Create a class that subclasses Filter.
title, this line is the name of the plug-in and will also serve as the title of the menu.
note indicates how the plug-in works and the associated preprocessing and post-processing work. This includes which types of images can be processed, whether selections are supported or not, and so on.
para is the parameter the kernel function needs.
view and para are corresponding. They inform how the various parameters of the framework plug-in interact (the framework will generate your interactive interface automatically).
run is the core function, if conditional, given img to the results of the process (save memory), or return out (the framework will help you give img).
Place the file in any subdirectory of menus in the project, and it will be loaded as a menu item at startup.

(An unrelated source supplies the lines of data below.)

//! Staleness-bounded cache for the latest sensor frame.
//!
//! Holds the last received frame and its receive tick. A frame older than
//! the window is dropped on the next refresh and never handed out again.

/// Where this cycle's value came from.
#[derive(Debug, Clone, Copy, PartialEq, Eq)]
pub enum Freshness {
    /// Received this cycle.
    Fresh,
    /// Reused from an earlier cycle, still inside the window.
    Cached,
    /// Nothing usable.
    Absent,
}

#[derive(Debug, Clone)]
pub struct StaleCache<T> {
    value: Option<T>,
    received_at_ms: u64,
    window_ms: u64,
}

impl<T> StaleCache<T> {
    pub const fn new(window_ms: u64) -> Self {
        Self {
            value: None,
            received_at_ms: 0,
            window_ms,
        }
    }

    /// Store `incoming` if present, otherwise age out the held value.
    pub fn refresh(&mut self, incoming: Option<T>, now_ms: u64) -> Freshness {
        if let Some(v) = incoming {
            self.value = Some(v);
            self.received_at_ms = now_ms;
            return Freshness::Fresh;
        }
        if self.value.is_some() && self.expired(now_ms) {
            self.value = None;
        }
        if self.value.is_some() {
            Freshness::Cached
        } else {
            Freshness::Absent
        }
    }

    /// The held value if it is within the window at `now_ms`.
    pub fn current(&self, now_ms: u64) -> Option<&T> {
        self.value.as_ref().filter(|_| !self.expired(now_ms))
    }

    /// Age of the held value, if any.
    pub fn age_ms(&self, now_ms: u64) -> Option<u64> {
        self.value
            .as_ref()
            .map(|_| now_ms.saturating_sub(self.received_at_ms))
    }

    #[inline]
    pub const fn window_ms(&self) -> u64 {
        self.window_ms
    }

    #[inline]
    fn expired(&self, now_ms: u64) -> bool {
        now_ms.saturating_sub(self.received_at_ms) > self.window_ms
    }
}
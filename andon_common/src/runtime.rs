//! Runtime-tunable parameters.
//!
//! One record behind one lock. The controller copies it once per cycle;
//! the host link may replace it at any time through [`SharedRuntimeConfig::apply`],
//! which validates the candidate before swapping it in.

use std::sync::Arc;

use parking_lot::Mutex;
use serde::{Deserialize, Serialize};

use crate::config::ConfigError;
use crate::consts::{
    ACTIVE_COLOR_DEFAULT, COLOR_MAX, DANGER_THRESHOLD_MM_DEFAULT, DANGER_THRESHOLD_MM_MAX,
    DANGER_THRESHOLD_MM_MIN, DETECTION_CONFIDENCE_MIN_DEFAULT, IDLE_COLOR_DEFAULT,
    STOPPED_COLOR_DEFAULT, WARNING_COLOR_DEFAULT,
};
use crate::state::Rgb;

/// Parameters the host may change while the controller runs.
#[derive(Debug, Clone, Copy, PartialEq, Serialize, Deserialize)]
#[serde(deny_unknown_fields)]
pub struct RuntimeConfig {
    /// Person at or inside this distance latches an E-stop [mm].
    #[serde(default = "default_danger_threshold")]
    pub danger_threshold_mm: f32,

    /// Minimum detector score for a detection to be considered.
    #[serde(default = "default_confidence_min")]
    pub detection_confidence_min: f32,

    #[serde(default = "default_stopped_color")]
    pub stopped_color: Rgb,
    #[serde(default = "default_warning_color")]
    pub warning_color: Rgb,
    /// Host connected and active, nobody in view.
    #[serde(default = "default_active_color")]
    pub active_color: Rgb,
    /// Host-independent scanning, nobody in view.
    #[serde(default = "default_idle_color")]
    pub idle_color: Rgb,
}

fn default_danger_threshold() -> f32 {
    DANGER_THRESHOLD_MM_DEFAULT
}
fn default_confidence_min() -> f32 {
    DETECTION_CONFIDENCE_MIN_DEFAULT
}
fn default_stopped_color() -> Rgb {
    Rgb(STOPPED_COLOR_DEFAULT)
}
fn default_warning_color() -> Rgb {
    Rgb(WARNING_COLOR_DEFAULT)
}
fn default_active_color() -> Rgb {
    Rgb(ACTIVE_COLOR_DEFAULT)
}
fn default_idle_color() -> Rgb {
    Rgb(IDLE_COLOR_DEFAULT)
}

impl Default for RuntimeConfig {
    fn default() -> Self {
        Self {
            danger_threshold_mm: DANGER_THRESHOLD_MM_DEFAULT,
            detection_confidence_min: DETECTION_CONFIDENCE_MIN_DEFAULT,
            stopped_color: default_stopped_color(),
            warning_color: default_warning_color(),
            active_color: default_active_color(),
            idle_color: default_idle_color(),
        }
    }
}

impl RuntimeConfig {
    /// Validate parameter bounds.
    pub fn validate(&self) -> Result<(), ConfigError> {
        let d = self.danger_threshold_mm;
        if !d.is_finite() || !(DANGER_THRESHOLD_MM_MIN..=DANGER_THRESHOLD_MM_MAX).contains(&d) {
            return Err(ConfigError::ValidationError(format!(
                "danger_threshold_mm {d} out of range [{DANGER_THRESHOLD_MM_MIN}, {DANGER_THRESHOLD_MM_MAX}]"
            )));
        }
        let c = self.detection_confidence_min;
        if !c.is_finite() || !(0.0..=1.0).contains(&c) {
            return Err(ConfigError::ValidationError(format!(
                "detection_confidence_min {c} out of range [0, 1]"
            )));
        }
        for (name, color) in [
            ("stopped_color", self.stopped_color),
            ("warning_color", self.warning_color),
            ("active_color", self.active_color),
            ("idle_color", self.idle_color),
        ] {
            if color.0 > COLOR_MAX {
                return Err(ConfigError::ValidationError(format!(
                    "{name} {:#X} exceeds 24 bits",
                    color.0
                )));
            }
        }
        Ok(())
    }
}

/// Partial update; absent fields keep their current value.
#[derive(Debug, Clone, Copy, PartialEq, Default, Serialize, Deserialize)]
#[serde(deny_unknown_fields)]
pub struct RuntimeConfigPatch {
    pub danger_threshold_mm: Option<f32>,
    pub detection_confidence_min: Option<f32>,
    pub stopped_color: Option<Rgb>,
    pub warning_color: Option<Rgb>,
    pub active_color: Option<Rgb>,
    pub idle_color: Option<Rgb>,
}

impl RuntimeConfigPatch {
    /// Apply onto a copy of `base`.
    pub fn applied_to(&self, base: &RuntimeConfig) -> RuntimeConfig {
        RuntimeConfig {
            danger_threshold_mm: self.danger_threshold_mm.unwrap_or(base.danger_threshold_mm),
            detection_confidence_min: self
                .detection_confidence_min
                .unwrap_or(base.detection_confidence_min),
            stopped_color: self.stopped_color.unwrap_or(base.stopped_color),
            warning_color: self.warning_color.unwrap_or(base.warning_color),
            active_color: self.active_color.unwrap_or(base.active_color),
            idle_color: self.idle_color.unwrap_or(base.idle_color),
        }
    }
}

/// Lock-protected runtime configuration shared by the controller and the host link.
#[derive(Debug, Clone)]
pub struct SharedRuntimeConfig {
    inner: Arc<Mutex<RuntimeConfig>>,
}

impl SharedRuntimeConfig {
    pub fn new(initial: RuntimeConfig) -> Self {
        Self {
            inner: Arc::new(Mutex::new(initial)),
        }
    }

    /// Copy of the current record (one scoped lock).
    pub fn snapshot(&self) -> RuntimeConfig {
        *self.inner.lock()
    }

    /// Validate `patch` applied to the current record, then swap it in.
    ///
    /// The lock is held across read-modify-write so concurrent patches
    /// do not lose each other's fields. On error the record is unchanged.
    pub fn apply(&self, patch: &RuntimeConfigPatch) -> Result<RuntimeConfig, ConfigError> {
        let mut current = self.inner.lock();
        let candidate = patch.applied_to(&current);
        candidate.validate()?;
        *current = candidate;
        tracing::debug!(?candidate, "runtime config updated");
        Ok(candidate)
    }

    /// Replace the whole record after validation.
    pub fn replace(&self, candidate: RuntimeConfig) -> Result<(), ConfigError> {
        candidate.validate()?;
        *self.inner.lock() = candidate;
        Ok(())
    }
}

impl Default for SharedRuntimeConfig {
    fn default() -> Self {
        Self::new(RuntimeConfig::default())
    }
}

What has the framework helped us do?

They framework enables complex tasks in a uniform way. Simply, you do not need to determine for yourself whether the image type is legitimate. You do not need to make your own image cache to support undo. You do not need to support the selection by yourself. Do not need to monitor the interface by yourself to achieve real-time preview. You do not need to write any interface code after you have defined the required parameters, the type and the range of values for each parameter. When a color image is encountered, the each channel of the image is processed sequentially. When the image stack is encountered, each frame is automatically traversed. You are free to work on either the task
of image analysis, or creating new plugins for the framework.

Extend a Tool:

Another scenario is to interact on the canvas through the mouse, like the selection operations mentioned above. Here is an example of a brush:

from imagepy.core.draw import paint
from imagepy.core.engine import Tool
import wx

class Plugin(Tool):
  title = 'Pencil'
  para = {'width':1}
  view = [(int, (0,30), 0, 'width', 'width', 'pix')]

  def __init__(self):
    self.sta = 0
    self.paint = paint.Paint()
    self.cursor = wx.CURSOR_CROSS

  def mouse_down(self, ips, x, y, btn, **key):
    self.sta = 1
    self.paint.set_curpt(x,y)
    ips.snapshot()

  def mouse_up(self, ips, x, y, btn, **key):
    self.sta = 0

  def mouse_move(self, ips, x, y, btn, **key):
    if self.sta==0:return
    self.paint.lineto(ips.img,x,y, self.para['width'])
    ips.update = True

  def mouse_wheel(self, ips, x, y, d, **key):pass

Create Tool:

Inherited from Tool in the engine.
Specify the title, which will be the tool name, and the message of the status bar.
Adds several methods to achieve mouse_down, mouse_up, mouse_move, mouse_wheel.
If the tool requires parameters (for example, pen width), use the dictionary to assign to para. Similarly, view specifies its interactive interface. When the tool is double-clicked, the dialog box will pop-up in accordance with the specified interface.
Files are stored in the sub-folder of tools, with a generated 16 * 16 thumbnail icon. The icon and the tool are stored in the same name as the gif file.